Fetal laser surgery moves closer to home

The use of lasers in fetal surgery may become more widespread, if Dr Ruben Quintero of the Florida Institute for Fetal Diagnosis and Therapy in Tampa, Fla., has his way. Quintero successfully separated the cardiovascular systems of two identical fetuses that were sharing the same placenta and outermost natal sac but receiving unequal proportions of blood.

Known as twin-twin transfusion syndrome (TTTS), this condition occurs when the veins and arteries in the shared placenta are situated in such a way that the amount and direction of blood flow favors one fetus over the other. Typically, one twin becomes large and swollen with excessive amounts of amniotic fluid while the other shrinks and receives little or no fluid. In severe cases, both the recipient twin and the donor twin face mortality rates of nearly 100 percent. TTTS occurs in approximately 10 percent of pregnancies in which identical twins share the same outermost natal sac, or chorion.

Using a 1064 nm Nd:YAG laser from Surgical Laser Technologies of Montgomeryville, Pa., Quintero cauterized selected blood vessels that communicated between the two fetuses. (Other vessels, such as those carrying essential nutrients and oxygen, were left intact.) With the offending vessels shut off, the chances for survival improved to an 80 percent chance of one twin surviving and a 50 percent chance of both twins surviving. In this case, both twins were born alive.

While the procedure has been done previously (see "Laser can increase fetal survival in identical twins," Biophotonics International, July/August 1998, pp. 60-61), Quintero used a different method to determine which vessels to seal off and which to leave alone. Where others had used the membrane dividing the two fetuses as a landmark, he instead traced and mapped each blood vessel from placenta to fetus to determine its function. Quintero said that while the dividing membrane will be located halfway between the two fetuses in normal twinning, in TTTS this membrane will be off-center and hence flawed as a landmark. He commented, "The landmark that divides your yard from your neighbor's yard may be a fence, but just moving the fence one way or the other doesn't change the boundary. The landmark is totally arbitrary. The same thing happens in the placenta with the dividing membrane."

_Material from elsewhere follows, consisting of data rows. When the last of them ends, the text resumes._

//! Per-film fan crawl
//!
//! Walks a window of the catalog chosen by start and stop markers, walking
//! each film's fan stream and checkpointing after every film. Progress through
//! the catalog is an explicit [`Phase`] so the window logic can be checked
//! without any session.

use crate::config::{Config, SelectorConfig};
use crate::crawler::extract::extract_fans;
use crate::crawler::walker::{PageStreamWalker, WalkOutcome};
use crate::crawler::PageTemplate;
use crate::model::{Associate, Entity};
use crate::session::{FetchError, FetchSession, SessionFactory, SessionManager};
use crate::storage::{CheckpointStore, ResultStore};
use crate::{ConfigError, CrawlError};
use chrono::{DateTime, Utc};

/// Film names bounding the window of films to crawl
#[derive(Debug, Clone, Default, PartialEq, Eq)]
pub struct Markers {
    /// First film to crawl; crawling starts at the first film when unset
    pub start: Option<String>,
    /// First film not to crawl; crawling runs to the end when unset
    pub stop: Option<String>,
}

impl Markers {
    pub fn new(start: Option<String>, stop: Option<String>) -> Self {
        Self { start, stop }
    }

    /// Phase before the first film is seen
    pub fn initial_phase(&self) -> Phase {
        if self.start.is_some() {
            Phase::Skipping
        } else {
            Phase::Active
        }
    }

    fn is_start(&self, name: &str) -> bool {
        self.start.as_deref() == Some(name)
    }

    fn is_stop(&self, name: &str) -> bool {
        self.stop.as_deref() == Some(name)
    }
}

/// Where the crawl stands relative to the marker window
#[derive(Debug, Clone, Copy, PartialEq, Eq)]
pub enum Phase {
    /// Before the start marker; films are passed over
    Skipping,
    /// Inside the window; the current film is crawled
    Active,
    /// At or past the stop marker; nothing more is crawled
    Done,
}

impl Phase {
    /// Moves to the phase that applies to the film called `name`
    ///
    /// The start film is crawled, the stop film is not. A stop marker seen
    /// before the start marker has no effect.
    pub fn advance(self, name: &str, markers: &Markers) -> Phase {
        match self {
            Phase::Skipping if markers.is_start(name) => {
                if markers.is_stop(name) {
                    Phase::Done
                } else {
                    Phase::Active
                }
            }
            Phase::Skipping => Phase::Skipping,
            Phase::Active if markers.is_stop(name) => Phase::Done,
            Phase::Active => Phase::Active,
            Phase::Done => Phase::Done,
        }
    }
}

/// What a fan crawl did
#[derive(Debug, Clone)]
pub struct FanCrawlSummary {
    pub started_at: DateTime<Utc>,
    pub finished_at: Option<DateTime<Utc>>,
    /// Films passed over before the start marker
    pub skipped: usize,
    /// Films crawled, including failed ones
    pub processed: usize,
    /// Films whose crawl failed before any page was walked
    pub failed: usize,
    /// Films whose fan stream was cut short by a fetch or extraction failure
    pub truncated: usize,
    /// Fan pages that yielded fans, across all films
    pub pages_walked: u32,
    /// Fan records added to the results
    pub fans_collected: usize,
    pub recycles: u32,
    /// The stop marker film, if the crawl reached it
    pub stopped_at: Option<String>,
}

impl FanCrawlSummary {
    fn new() -> Self {
        Self {
            started_at: Utc::now(),
            finished_at: None,
            skipped: 0,
            processed: 0,
            failed: 0,
            truncated: 0,
            pages_walked: 0,
            fans_collected: 0,
            recycles: 0,
            stopped_at: None,
        }
    }
}

/// Drives fan stream walks across the catalog
#[derive(Debug, Clone)]
pub struct FanCrawl {
    walker: PageStreamWalker,
    template: PageTemplate,
    selectors: SelectorConfig,
    markers: Markers,
    recycle_every: u32,
    dedupe: bool,
}

impl FanCrawl {
    pub fn new(config: &Config) -> Result<Self, ConfigError> {
        Ok(Self {
            walker: PageStreamWalker::new(
                config.fans.max_pages,
                config.selectors.fan_item.clone(),
                config.fetch.fetch_timeout(),
            ),
            template: PageTemplate::new(&config.fans.url_template)?,
            selectors: config.selectors.clone(),
            markers: Markers::new(
                config.fans.start_marker.clone(),
                config.fans.stop_marker.clone(),
            ),
            recycle_every: config.fans.recycle_every.max(1),
            dedupe: config.fans.dedupe,
        })
    }

    pub fn with_markers(mut self, markers: Markers) -> Self {
        self.markers = markers;
        self
    }

    /// Crawls the fans of every film in the marker window
    ///
    /// Results from `checkpoint` are loaded first and the checkpoint is
    /// flushed after every film. Failures inside one film are logged and the
    /// crawl moves on; checkpoint write failures and session lifecycle
    /// failures end the run. The session is released before returning.
    pub async fn run<F, C>(
        &self,
        entities: &[Entity],
        manager: &mut SessionManager<F>,
        checkpoint: &C,
    ) -> Result<FanCrawlSummary, CrawlError>
    where
        F: SessionFactory,
        C: CheckpointStore + ?Sized,
    {
        let mut results = checkpoint.load();
        let mut summary = FanCrawlSummary::new();

        let mut session = Some(manager.acquire().await?);
        let result = self
            .process(
                entities,
                manager,
                &mut session,
                &mut results,
                checkpoint,
                &mut summary,
            )
            .await;

        let released = match session.take() {
            Some(session) => manager.release(session).await,
            None => Ok(()),
        };

        result?;
        released?;

        summary.finished_at = Some(Utc::now());
        tracing::info!(
            "All films have been processed: {} crawled, {} skipped, {} failed, {} fans added",
            summary.processed,
            summary.skipped,
            summary.failed,
            summary.fans_collected
        );
        Ok(summary)
    }

    async fn process<F, C>(
        &self,
        entities: &[Entity],
        manager: &mut SessionManager<F>,
        session: &mut Option<F::Session>,
        results: &mut ResultStore,
        checkpoint: &C,
        summary: &mut FanCrawlSummary,
    ) -> Result<(), CrawlError>
    where
        F: SessionFactory,
        C: CheckpointStore + ?Sized,
    {
        let mut phase = self.markers.initial_phase();
        let mut since_recycle = 0;

        for entity in entities {
            phase = phase.advance(&entity.name, &self.markers);
            match phase {
                Phase::Skipping => {
                    tracing::debug!("Skipping film: {}", entity.name);
                    summary.skipped += 1;
                    continue;
                }
                Phase::Done => {
                    tracing::info!("Stopping at film: {}", entity.name);
                    summary.stopped_at = Some(entity.name.clone());
                    break;
                }
                Phase::Active => {}
            }

            tracing::info!("Processing film: {}", entity.name);
            if !entity.has_slug() {
                tracing::warn!("Film {} has no slug in its link: {}", entity.name, entity.link);
            }
            let active = session.as_mut().ok_or(FetchError::Closed)?;

            match self.collect(active, entity).await {
                Ok(outcome) => {
                    summary.pages_walked += outcome.pages_collected;
                    if !outcome.end.is_clean() {
                        tracing::warn!(
                            "Fan stream for {} cut short: {:?}; keeping {} fans",
                            entity.name,
                            outcome.end,
                            outcome.items.len()
                        );
                        summary.truncated += 1;
                    }
                    let added = results.append(&entity.name, outcome.items, self.dedupe);
                    checkpoint.flush(results)?;
                    summary.fans_collected += added;
                    tracing::info!("Finished processing film: {} ({} fans)", entity.name, added);
                }
                Err(e) => {
                    tracing::error!("Error processing film: {}: {}", entity.name, e);
                    summary.failed += 1;
                }
            }

            summary.processed += 1;
            since_recycle += 1;

            if since_recycle >= self.recycle_every {
                if let Some(current) = session.take() {
                    *session = Some(manager.recycle(current).await?);
                }
                summary.recycles += 1;
                since_recycle = 0;
            }
        }

        if phase == Phase::Skipping {
            if let Some(start) = &self.markers.start {
                tracing::warn!("Start film '{}' never appeared in the catalog", start);
                return Err(CrawlError::StartMarkerNotFound(start.clone()));
            }
        }

        Ok(())
    }

    /// Walks the fan stream of one film
    async fn collect<S>(
        &self,
        session: &mut S,
        entity: &Entity,
    ) -> Result<WalkOutcome<Associate>, CrawlError>
    where
        S: FetchSession + ?Sized,
    {
        self.template.check_entity_link(&entity.link)?;

        let outcome = self
            .walker
            .walk(
                session,
                &entity.name,
                |page| self.template.entity_url(&entity.link, page),
                |document| extract_fans(document, &self.selectors, &entity.slug),
            )
            .await;

        Ok(outcome)
    }
}
//! HTTP-backed fetch session
//!
//! Each session owns its own reqwest client, so recycling a session drops the
//! connection pool along with it. Pages are returned for any status code, the
//! way a browser renders error pages; the crawler decides from the content
//! whether a page is useful.

use crate::config::FetchConfig;
use crate::session::{
    Document, FetchError, FetchSession, NavigateOptions, SessionFactory, WaitOutcome,
};
use async_trait::async_trait;
use reqwest::Client;
use std::sync::atomic::{AtomicU64, Ordering};
use std::time::Duration;
use tokio::time::Instant;
use url::Url;

/// Fetch session backed by a dedicated HTTP client
pub struct HttpSession {
    id: u64,
    client: Option<Client>,
    poll_interval: Duration,
}

impl HttpSession {
    pub fn id(&self) -> u64 {
        self.id
    }

    pub fn is_open(&self) -> bool {
        self.client.is_some()
    }
}

#[async_trait]
impl FetchSession for HttpSession {
    async fn navigate(
        &mut self,
        url: &str,
        options: &NavigateOptions,
    ) -> Result<Document, FetchError> {
        let client = self.client.as_ref().ok_or(FetchError::Closed)?;
        let parsed = Url::parse(url).map_err(|e| FetchError::InvalidUrl {
            url: url.to_string(),
            message: e.to_string(),
        })?;

        tracing::trace!("Session {} loading {}", self.id, url);

        let load = async {
            let response = client
                .get(parsed)
                .send()
                .await
                .map_err(|e| FetchError::Http {
                    url: url.to_string(),
                    source: e,
                })?;

            let status = response.status().as_u16();
            let final_url = response.url().clone();
            let body = response.text().await.map_err(|e| FetchError::Http {
                url: url.to_string(),
                source: e,
            })?;

            if status >= 400 {
                tracing::debug!("HTTP {} for {}", status, final_url);
            }

            Ok(Document::new(final_url, status, body))
        };

        match tokio::time::timeout(options.timeout, load).await {
            Ok(result) => result,
            Err(_) => Err(FetchError::Timeout {
                url: url.to_string(),
                timeout: options.timeout,
            }),
        }
    }

    /// Re-fetches the page every poll interval until `condition` holds
    async fn wait_for_condition(
        &mut self,
        document: Document,
        condition: &(dyn for<'d> Fn(&'d Document) -> bool + Send + Sync),
        timeout: Duration,
    ) -> Result<WaitOutcome, FetchError> {
        let deadline = Instant::now() + timeout;
        let mut document = document;

        loop {
            if condition(&document) {
                return Ok(WaitOutcome::Satisfied(document));
            }

            let remaining = deadline.saturating_duration_since(Instant::now());
            if remaining.is_zero() {
                return Ok(WaitOutcome::TimedOut(document));
            }

            tokio::time::sleep(self.poll_interval.min(remaining)).await;

            let remaining = deadline.saturating_duration_since(Instant::now());
            if remaining.is_zero() {
                return Ok(WaitOutcome::TimedOut(document));
            }

            let url = document.url().to_string();
            match self.navigate(&url, &NavigateOptions::new(remaining)).await {
                Ok(next) => document = next,
                Err(FetchError::Timeout { .. }) => return Ok(WaitOutcome::TimedOut(document)),
                Err(e) => return Err(e),
            }
        }
    }

    async fn close(&mut self) -> Result<(), FetchError> {
        if self.client.take().is_some() {
            tracing::debug!("Session {} closed", self.id);
        }
        Ok(())
    }
}

/// Opens [`HttpSession`]s with the configured user agent
pub struct HttpSessionFactory {
    config: FetchConfig,
    next_id: AtomicU64,
}

impl HttpSessionFactory {
    pub fn new(config: FetchConfig) -> Self {
        Self {
            config,
            next_id: AtomicU64::new(1),
        }
    }
}

#[async_trait]
impl SessionFactory for HttpSessionFactory {
    type Session = HttpSession;

    async fn open(&self) -> Result<HttpSession, FetchError> {
        let client = Client::builder()
            .user_agent(self.config.user_agent.clone())
            .connect_timeout(Duration::from_secs(10))
            .gzip(true)
            .brotli(true)
            .build()
            .map_err(|e| FetchError::Open(e.to_string()))?;

        let id = self.next_id.fetch_add(1, Ordering::Relaxed);
        tracing::debug!("Session {} opened", id);

        Ok(HttpSession {
            id,
            client: Some(client),
            poll_interval: self.config.poll_interval(),
        })
    }
}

Quintero said he hopes to simplify his technique and promote it as a reliable, more reproducible procedure for others to follow. Surgeons operating in the womb currently face many difficulties: fetal flesh is not as sturdy as that of a fully formed human being, and just the experience of surgery can cause the fetal brain to bleed uncontrollably. In addition, surgeons have to make sure they do not accidentally trigger premature delivery, as the smallest gap between the amniotic sac and the inner wall of the uterus tends to enlarge and trigger preterm labor.

Accordingly, he's trying to promote the laser-based procedure through the establishment of a series of regional centers. He said, "Parents should not have to travel all the way from Alaska to Florida for fetal surgery."